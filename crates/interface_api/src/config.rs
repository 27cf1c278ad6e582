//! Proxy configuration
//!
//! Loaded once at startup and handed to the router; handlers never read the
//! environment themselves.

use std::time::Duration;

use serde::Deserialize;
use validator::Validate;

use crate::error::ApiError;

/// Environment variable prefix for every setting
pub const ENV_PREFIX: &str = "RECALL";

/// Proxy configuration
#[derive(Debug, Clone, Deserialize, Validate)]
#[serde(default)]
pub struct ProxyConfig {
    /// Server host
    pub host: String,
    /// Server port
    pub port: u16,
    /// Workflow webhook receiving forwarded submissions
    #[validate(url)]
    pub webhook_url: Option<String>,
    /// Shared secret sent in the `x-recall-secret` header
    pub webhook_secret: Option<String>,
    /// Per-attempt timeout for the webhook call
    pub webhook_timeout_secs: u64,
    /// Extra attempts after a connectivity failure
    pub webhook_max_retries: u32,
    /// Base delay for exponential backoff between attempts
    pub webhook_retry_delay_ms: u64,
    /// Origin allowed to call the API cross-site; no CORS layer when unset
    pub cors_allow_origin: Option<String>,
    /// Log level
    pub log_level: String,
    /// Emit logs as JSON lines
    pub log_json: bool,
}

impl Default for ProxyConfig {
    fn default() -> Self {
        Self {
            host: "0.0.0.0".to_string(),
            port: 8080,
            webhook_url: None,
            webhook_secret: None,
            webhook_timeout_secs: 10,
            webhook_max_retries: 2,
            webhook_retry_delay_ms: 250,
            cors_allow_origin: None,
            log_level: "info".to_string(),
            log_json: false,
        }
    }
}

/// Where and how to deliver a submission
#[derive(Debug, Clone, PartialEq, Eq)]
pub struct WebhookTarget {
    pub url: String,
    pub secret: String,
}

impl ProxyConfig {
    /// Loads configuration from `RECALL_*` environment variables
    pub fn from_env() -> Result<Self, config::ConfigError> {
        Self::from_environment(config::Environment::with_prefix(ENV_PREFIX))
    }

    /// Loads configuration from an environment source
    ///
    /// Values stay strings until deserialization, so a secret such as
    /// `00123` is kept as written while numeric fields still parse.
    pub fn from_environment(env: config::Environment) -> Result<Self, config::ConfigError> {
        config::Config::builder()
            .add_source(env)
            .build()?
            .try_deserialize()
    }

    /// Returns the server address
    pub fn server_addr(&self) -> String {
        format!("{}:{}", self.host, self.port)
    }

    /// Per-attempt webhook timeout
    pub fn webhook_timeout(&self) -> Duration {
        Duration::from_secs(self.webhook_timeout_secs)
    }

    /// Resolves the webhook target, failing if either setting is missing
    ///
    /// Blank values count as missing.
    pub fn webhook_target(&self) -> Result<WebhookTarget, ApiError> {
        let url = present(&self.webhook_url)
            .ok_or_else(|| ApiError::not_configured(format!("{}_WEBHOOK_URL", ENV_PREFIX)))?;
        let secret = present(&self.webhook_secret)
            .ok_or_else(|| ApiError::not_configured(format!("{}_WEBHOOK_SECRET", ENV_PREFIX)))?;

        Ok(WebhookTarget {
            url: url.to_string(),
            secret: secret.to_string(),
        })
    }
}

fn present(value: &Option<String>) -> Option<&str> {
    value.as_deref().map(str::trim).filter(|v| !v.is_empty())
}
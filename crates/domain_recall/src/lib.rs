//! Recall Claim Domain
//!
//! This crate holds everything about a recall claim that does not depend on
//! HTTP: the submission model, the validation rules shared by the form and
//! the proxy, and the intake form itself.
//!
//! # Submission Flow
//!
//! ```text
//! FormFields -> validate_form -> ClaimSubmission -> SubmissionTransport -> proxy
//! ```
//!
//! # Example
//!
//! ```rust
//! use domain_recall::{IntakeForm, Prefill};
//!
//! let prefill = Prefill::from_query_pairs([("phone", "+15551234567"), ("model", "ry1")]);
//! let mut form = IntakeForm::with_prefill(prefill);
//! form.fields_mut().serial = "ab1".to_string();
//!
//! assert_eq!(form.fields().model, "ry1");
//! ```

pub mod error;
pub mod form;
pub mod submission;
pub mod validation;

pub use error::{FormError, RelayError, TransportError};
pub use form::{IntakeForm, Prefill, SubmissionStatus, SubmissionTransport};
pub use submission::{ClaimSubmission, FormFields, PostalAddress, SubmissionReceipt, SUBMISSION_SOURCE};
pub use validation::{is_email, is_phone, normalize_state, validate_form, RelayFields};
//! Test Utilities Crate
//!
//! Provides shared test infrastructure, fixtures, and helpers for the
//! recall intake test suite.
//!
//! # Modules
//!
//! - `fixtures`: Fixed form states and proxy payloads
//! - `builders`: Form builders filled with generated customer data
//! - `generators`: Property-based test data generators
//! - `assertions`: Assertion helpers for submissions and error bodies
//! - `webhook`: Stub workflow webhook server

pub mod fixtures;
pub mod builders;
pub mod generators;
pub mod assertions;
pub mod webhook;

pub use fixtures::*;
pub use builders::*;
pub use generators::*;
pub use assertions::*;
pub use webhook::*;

──────

Lines above with the string "Result" need to be found and copied.

    pub fn from_env() -> Result<Self, config::ConfigError> {
    pub fn from_environment(env: config::Environment) -> Result<Self, config::ConfigError> {
    pub fn webhook_target(&self) -> Result<WebhookTarget, ApiError> {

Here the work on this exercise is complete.